The classic eye exam may be about to get an upgrade.
Researchers have developed an online vision test—fueled by artificial intelligence (AI)—that produces much more accurate diagnoses than the sheet of capital letters we’ve been staring at since the 19th century. If perfected, the test could also help patients with eye diseases track their vision at home.
“It’s an intriguing idea” that reveals just how antiquated the classic eye test is, says Laura Green, an ophthalmologist at the Krieger Eye Institute. Green was not involved with the work, but she studies ways to use technology to improve access to health care.
The classic eye exam, known as the Snellen chart, has been around since 1862. The farther down the sheet a person can read, the better their vision. The test is quick and easy to administer, but it has problems, says Chris Piech, a computer scientist at Stanford University. Patients start to guess at letters when they become blurry, he says, which means they can get different scores each time they take the test.
Piech is no stranger to the Snellen test. At age 10, doctors diagnosed him with chronic uveitis, an inflammatory eye disease. “I was sitting through all these tests and it was pretty obvious to me that it was terribly inaccurate,” he says. He wanted to find a way to remove human error from the Snellen exam, while improving its accuracy.
So Piech and his colleagues developed an online test. Users first calibrate their screen size by adjusting a box on a web page to the size of a credit card. After entering the distance they are from the screen, the test displays an “E” in one of four orientations. Based on the answer, the algorithm then uses statistics to make a prediction for a vision score, similar to how AIs make a playlist based on your favorite artists, or what ads to show based on what you clicked on earlier. As the test goes on, the algorithm is able to make a more accurate prediction about the score. The test asks 20 questions per eye and takes a couple minutes to complete.

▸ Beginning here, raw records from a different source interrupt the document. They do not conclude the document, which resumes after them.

//! Text decoder with cross-attention over encoder states.

use candle_core::{Device, Tensor};
use candle_nn::{embedding, linear_no_bias, Embedding, Linear, Module, VarBuilder};

use super::config::BackboneConfig;
use super::layers::{Attention, GatedGeluMlp, RmsNorm};
use crate::error::Result;

/// A single pre-norm decoder layer: causal self-attention, cross-attention,
/// gated MLP.
#[derive(Debug, Clone)]
pub struct DecoderLayer {
    self_attention_norm: RmsNorm,
    self_attention: Attention,
    cross_attention_norm: RmsNorm,
    cross_attention: Attention,
    mlp_norm: RmsNorm,
    mlp: GatedGeluMlp,
}

impl DecoderLayer {
    /// Create a decoder layer, registering parameters under `vb`.
    pub fn load(config: &BackboneConfig, vb: VarBuilder) -> Result<Self> {
        let self_attention_norm = RmsNorm::load(
            config.hidden_size,
            config.layer_norm_eps,
            vb.pp("self_attention_norm"),
        )?;
        let self_attention = Attention::load(
            config.hidden_size,
            config.num_attention_heads,
            vb.pp("self_attention"),
        )?;
        let cross_attention_norm = RmsNorm::load(
            config.hidden_size,
            config.layer_norm_eps,
            vb.pp("cross_attention_norm"),
        )?;
        let cross_attention = Attention::load(
            config.hidden_size,
            config.num_attention_heads,
            vb.pp("cross_attention"),
        )?;
        let mlp_norm = RmsNorm::load(config.hidden_size, config.layer_norm_eps, vb.pp("mlp_norm"))?;
        let mlp = GatedGeluMlp::load(config.hidden_size, config.intermediate_size, vb.pp("mlp"))?;
        Ok(Self {
            self_attention_norm,
            self_attention,
            cross_attention_norm,
            cross_attention,
            mlp_norm,
            mlp,
        })
    }

    /// Forward pass.
    ///
    /// * `hidden_states` - `[batch, seq, hidden]`
    /// * `encoder_states` - `[batch, kv_len, hidden]`
    /// * `causal_mask` - additive `[1, 1, seq, seq]` mask
    /// * `encoder_mask` - additive `[batch, 1, 1, kv_len]` padding mask
    pub fn forward(
        &self,
        hidden_states: &Tensor,
        encoder_states: &Tensor,
        causal_mask: &Tensor,
        encoder_mask: &Tensor,
    ) -> Result<Tensor> {
        let normed = self.self_attention_norm.forward(hidden_states)?;
        let attn_output = self
            .self_attention
            .forward(&normed, &normed, Some(causal_mask))?;
        let hidden_states = (hidden_states + attn_output)?;

        let normed = self.cross_attention_norm.forward(&hidden_states)?;
        let cross_output = self
            .cross_attention
            .forward(&normed, encoder_states, Some(encoder_mask))?;
        let hidden_states = (hidden_states + cross_output)?;

        let normed = self.mlp_norm.forward(&hidden_states)?;
        let mlp_output = self.mlp.forward(&normed)?;
        let output = (hidden_states + mlp_output)?;
        Ok(output)
    }
}

/// Text decoder: token + position embeddings, layer stack, final norm, and an
/// untied output projection.
#[derive(Debug, Clone)]
pub struct TextDecoder {
    embed_tokens: Embedding,
    embed_positions: Embedding,
    layers: Vec<DecoderLayer>,
    final_norm: RmsNorm,
    lm_head: Linear,
    hidden_size: usize,
}

impl TextDecoder {
    /// Create the decoder, registering parameters under `vb`.
    pub fn load(config: &BackboneConfig, vb: VarBuilder) -> Result<Self> {
        let embed_tokens = embedding(
            config.vocab_size,
            config.hidden_size,
            vb.pp("embed_tokens"),
        )?;
        let embed_positions = embedding(
            config.max_length,
            config.hidden_size,
            vb.pp("embed_positions"),
        )?;
        let layers = (0..config.num_decoder_layers)
            .map(|i| DecoderLayer::load(config, vb.pp(format!("layer.{i}"))))
            .collect::<Result<Vec<_>>>()?;
        let final_norm = RmsNorm::load(
            config.hidden_size,
            config.layer_norm_eps,
            vb.pp("final_norm"),
        )?;
        let lm_head = linear_no_bias(config.hidden_size, config.vocab_size, vb.pp("lm_head"))?;
        Ok(Self {
            embed_tokens,
            embed_positions,
            layers,
            final_norm,
            lm_head,
            hidden_size: config.hidden_size,
        })
    }

    /// Decode `[batch, seq]` token ids against encoder states, returning
    /// logits `[batch, seq, vocab]`.
    pub fn forward(
        &self,
        input_ids: &Tensor,
        encoder_states: &Tensor,
        encoder_mask: &Tensor,
    ) -> Result<Tensor> {
        let (batch, seq_len) = input_ids.dims2()?;
        let device = input_ids.device();

        let positions = Tensor::arange(0u32, seq_len as u32, device)?
            .unsqueeze(0)?
            .expand((batch, seq_len))?
            .contiguous()?;
        let hidden = (self.embed_tokens.forward(input_ids)?
            + self.embed_positions.forward(&positions)?)?;

        let causal_mask = causal_mask(seq_len, device)?;
        let mut hidden_states = hidden;
        for layer in &self.layers {
            hidden_states =
                layer.forward(&hidden_states, encoder_states, &causal_mask, encoder_mask)?;
        }
        let hidden_states = self.final_norm.forward(&hidden_states)?;
        let logits = self.lm_head.forward(&hidden_states)?;
        Ok(logits)
    }

    /// Replace the token embedding table (vocabulary resize).
    pub(crate) fn set_embed_tokens(&mut self, weight: Tensor) {
        self.embed_tokens = Embedding::new(weight, self.hidden_size);
    }

    /// Replace the output projection (vocabulary resize).
    pub(crate) fn set_lm_head(&mut self, weight: Tensor) {
        self.lm_head = Linear::new(weight, None);
    }
}

/// Create an additive causal mask `[1, 1, seq, seq]`:
/// `mask[i][j] = 0` when `j <= i`, a large negative value otherwise.
pub fn causal_mask(seq_len: usize, device: &Device) -> Result<Tensor> {
    let mut mask_data = vec![0.0f32; seq_len * seq_len];
    for i in 0..seq_len {
        for j in (i + 1)..seq_len {
            mask_data[i * seq_len + j] = -1e9;
        }
    }
    let mask = Tensor::from_slice(&mask_data, (seq_len, seq_len), device)?;
    let mask = mask.unsqueeze(0)?.unsqueeze(0)?;
    Ok(mask)
}

#[cfg(test)]
mod tests {
    use super::*;
    use candle_core::{DType, Device};
    use candle_nn::{VarBuilder, VarMap};

    fn small_config() -> BackboneConfig {
        BackboneConfig {
            hidden_size: 32,
            intermediate_size: 64,
            num_attention_heads: 4,
            num_hidden_layers: 2,
            num_decoder_layers: 2,
            vocab_size: 100,
            patch_embedding_dim: 14,
            max_patches: 64,
            max_length: 16,
            ..BackboneConfig::default()
        }
    }

    #[test]
    fn decoder_forward_shape() {
        let config = small_config();
        let varmap = VarMap::new();
        let vb = VarBuilder::from_varmap(&varmap, DType::F32, &Device::Cpu);
        let decoder = TextDecoder::load(&config, vb.pp("decoder")).unwrap();

        let input_ids = Tensor::zeros((2, 6), DType::I64, &Device::Cpu).unwrap();
        let encoder_states = Tensor::randn(0.0f32, 1.0, &[2, 8, 32], &Device::Cpu).unwrap();
        let encoder_mask = Tensor::zeros((2, 1, 1, 8), DType::F32, &Device::Cpu).unwrap();

        let logits = decoder
            .forward(&input_ids, &encoder_states, &encoder_mask)
            .unwrap();
        assert_eq!(logits.dims(), &[2, 6, 100]);
    }

    #[test]
    fn causal_mask_blocks_future() {
        let mask = causal_mask(4, &Device::Cpu).unwrap();
        assert_eq!(mask.dims(), &[1, 1, 4, 4]);

        let vals: Vec<f32> = mask.flatten_all().unwrap().to_vec1().unwrap();
        // Row 0: only position 0 visible.
        assert_eq!(vals[0], 0.0);
        assert!(vals[1] <= -1e8);
        // Row 3: all positions visible.
        assert_eq!(&vals[12..16], &[0.0, 0.0, 0.0, 0.0]);
    }

    #[test]
    fn lm_head_replacement_changes_vocab() {
        let config = small_config();
        let varmap = VarMap::new();
        let vb = VarBuilder::from_varmap(&varmap, DType::F32, &Device::Cpu);
        let mut decoder = TextDecoder::load(&config, vb.pp("decoder")).unwrap();

        let new_head = Tensor::randn(0.0f32, 0.02, &[120, 32], &Device::Cpu).unwrap();
        decoder.set_lm_head(new_head);
        let new_embed = Tensor::randn(0.0f32, 0.02, &[120, 32], &Device::Cpu).unwrap();
        decoder.set_embed_tokens(new_embed);

        let input_ids = Tensor::zeros((1, 4), DType::I64, &Device::Cpu).unwrap();
        let encoder_states = Tensor::randn(0.0f32, 1.0, &[1, 8, 32], &Device::Cpu).unwrap();
        let encoder_mask = Tensor::zeros((1, 1, 1, 8), DType::F32, &Device::Cpu).unwrap();

        let logits = decoder
            .forward(&input_ids, &encoder_states, &encoder_mask)
            .unwrap();
        assert_eq!(logits.dims(), &[1, 4, 120]);
    }
}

When the researchers ran their “Stanford acuity test” (StAT) through 1000 computer simulations mimicking real patients, the diagnostic reduced error by 74% compared with the Snellen test, the team reports this month in the Proceedings of the AAAI Conference on Artificial Intelligence. The simulations work by starting with a known acuity score and factors in the types of mistakes a human might make. It then virtually “takes” the different eye tests in order to compare how accurate they are. The team used this instead of actual patients because it starts with the “true” acuity—something unknown in a human.
You can take StAT yourself at myeyes.ai, although Piech cautions that the test isn’t meant to replace doctor visits just yet.
“It’s definitely helpful,” says Mark Blecher, an ophthalmologist in Philadelphia who’s written opinion articles comparing various eye tests before. Online eye tests aren’t really new, but Blecher commended the clever use of AI in boosting accuracy.
Blecher says for the next step it would be important to consider the circumstances in which the user takes the test. Things like room lighting or screen brightness could affect the scores, he says.
Whether the StAT test will actually replace the Snellen chart is up for debate. Blecher says getting all eye care professionals to agree on a new standard would be “daunting at best” because the status quo can be hard to overcome.
Green is more optimistic. “I think that it would very quickly get adopted by over 80% of ophthalmology practices,” she says. “We really are desperate to have some good way of doing this.”